### Install the necessary tools for this script

In [2]:
!git clone https://github.com/opengrep/opengrep-rules.git
!curl -fsSL https://raw.githubusercontent.com/opengrep/opengrep/main/install.sh | bash
!pip install kagglehub[pandas-datasets]

fatal: destination path 'opengrep-rules' already exists and is not an empty directory.


Go to https:/github.com/sigstore/cosign to install it.
Destination binary /home/pooria/.opengrep/cli/v1.8.2/opengrep already exists.
Updated symlink from /home/pooria/.opengrep/cli/latest/opengrep to point to /home/pooria/.opengrep/cli/v1.8.2/opengrep.

To launch Opengrep now, type:
opengrep



### Importing necessary modules

In [3]:
import kagglehub
from kagglehub import KaggleDatasetAdapter
from pandas import DataFrame

import os
import json
import shutil
import csv

In [4]:
def load_dataset(file_path):
  df: DataFrame  = kagglehub.load_dataset(
    KaggleDatasetAdapter.PANDAS,
    "wilfriedkonan/cod-blocks",
    file_path,
  )
  return df

datasets = {
    "c": "c_cleaned.json",
    "csharp": "csharp.json",
    "java": "java_cleaned.json",
    "javascript": "javascript_cleaned.json",
    "php": "php.json",
    "python": "python_cleaned.json",
    "sql": "sql.json",
}

Looping through each language in the Kaggle dataset and turning the .json files into actual files, then saving them to files/LANGUAGE/codes

In [11]:
for language in datasets.keys():
    os.makedirs(f"files/{language}/codes/", exist_ok=True)
    os.makedirs(f"files/{language}/rules/", exist_ok=True)
    print(language)
    df = load_dataset(datasets[language])
    for index, data_point in df.iterrows():
        with open(f"files/{language}/codes/{data_point['filename']}", "w", encoding="utf-8") as f:
            f.write(data_point["code"])
    

c


  df: DataFrame  = kagglehub.load_dataset(


Downloading from https://www.kaggle.com/api/v1/datasets/download/wilfriedkonan/cod-blocks?dataset_version_number=4&file_name=c_cleaned.json...


100%|██████████| 8.62M/8.62M [00:00<00:00, 9.66MB/s]


csharp


  df: DataFrame  = kagglehub.load_dataset(


Downloading from https://www.kaggle.com/api/v1/datasets/download/wilfriedkonan/cod-blocks?dataset_version_number=4&file_name=csharp.json...


100%|██████████| 6.37M/6.37M [00:00<00:00, 8.31MB/s]


java


  df: DataFrame  = kagglehub.load_dataset(


Downloading from https://www.kaggle.com/api/v1/datasets/download/wilfriedkonan/cod-blocks?dataset_version_number=4&file_name=java_cleaned.json...

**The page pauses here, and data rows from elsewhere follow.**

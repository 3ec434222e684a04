//! Peer-to-peer fallback (spec.md §4.3): once registration has given up
//! on discovering a registry, the Node serves its own Node API locally
//! and advertises `_nmos-node._tcp` so controllers on the same segment
//! can still find it, while registration keeps browsing in the
//! background for a registry to appear.

use std::net::SocketAddr;
use std::sync::Arc;

use nmos_core::ShutdownToken;
use nmos_discovery::{Advertisement, ServiceType, TxtRecords};

use crate::http;
use crate::model::NodeModel;

/// Advertises the Node API and serves it until `shutdown` fires. The
/// advertisement is withdrawn on the way out.
pub async fn run(model: Arc<NodeModel>, bind_addr: SocketAddr, shutdown: ShutdownToken) {
    let settings = model.settings.load();
    let mut txt = TxtRecords::default();
    txt.insert("pri", "100");
    txt.insert(
        "api_ver",
        settings
            .api_versions
            .iter()
            .map(|v| v.to_string())
            .collect::<Vec<_>>()
            .join(","),
    );
    txt.insert("api_proto", settings.api_proto.as_str());
    txt.insert("api_auth", settings.api_auth.to_string());

    let advertisement: Option<Box<dyn Advertisement>> =
        match model.dns.advertise(ServiceType::Node, bind_addr.port(), txt).await {
            Ok(handle) => Some(handle),
            Err(err) => {
                tracing::warn!(error = %err, "failed to advertise Node API for peer-to-peer fallback");
                None
            }
        };

    let router = http::router(model);
    let listener = match tokio::net::TcpListener::bind(bind_addr).await {
        Ok(listener) => listener,
        Err(err) => {
            tracing::error!(error = %err, "failed to bind Node API listener");
            return;
        }
    };

    let serve = axum::serve(listener, router).with_graceful_shutdown(async move {
        shutdown.cancelled().await;
    });
    if let Err(err) = serve.await {
        tracing::error!(error = %err, "Node API server exited with an error");
    }

    if let Some(advertisement) = advertisement {
        let _ = advertisement.withdraw().await;
    }
}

100%|██████████| 7.90M/7.90M [00:01<00:00, 8.25MB/s]


javascript


  df: DataFrame  = kagglehub.load_dataset(


Downloading from https://www.kaggle.com/api/v1/datasets/download/wilfriedkonan/cod-blocks?dataset_version_number=4&file_name=javascript_cleaned.json...


100%|██████████| 11.3M/11.3M [00:01<00:00, 10.0MB/s]


php


  df: DataFrame  = kagglehub.load_dataset(


Downloading from https://www.kaggle.com/api/v1/datasets/download/wilfriedkonan/cod-blocks?dataset_version_number=4&file_name=php.json...


100%|██████████| 2.23M/2.23M [00:00<00:00, 5.79MB/s]


python


  df: DataFrame  = kagglehub.load_dataset(


Downloading from https://www.kaggle.com/api/v1/datasets/download/wilfriedkonan/cod-blocks?dataset_version_number=4&file_name=python_cleaned.json...


100%|██████████| 52.5M/52.5M [00:04<00:00, 11.2MB/s]


sql


  df: DataFrame  = kagglehub.load_dataset(


Downloading from https://www.kaggle.com/api/v1/datasets/download/wilfriedkonan/cod-blocks?dataset_version_number=4&file_name=sql.json...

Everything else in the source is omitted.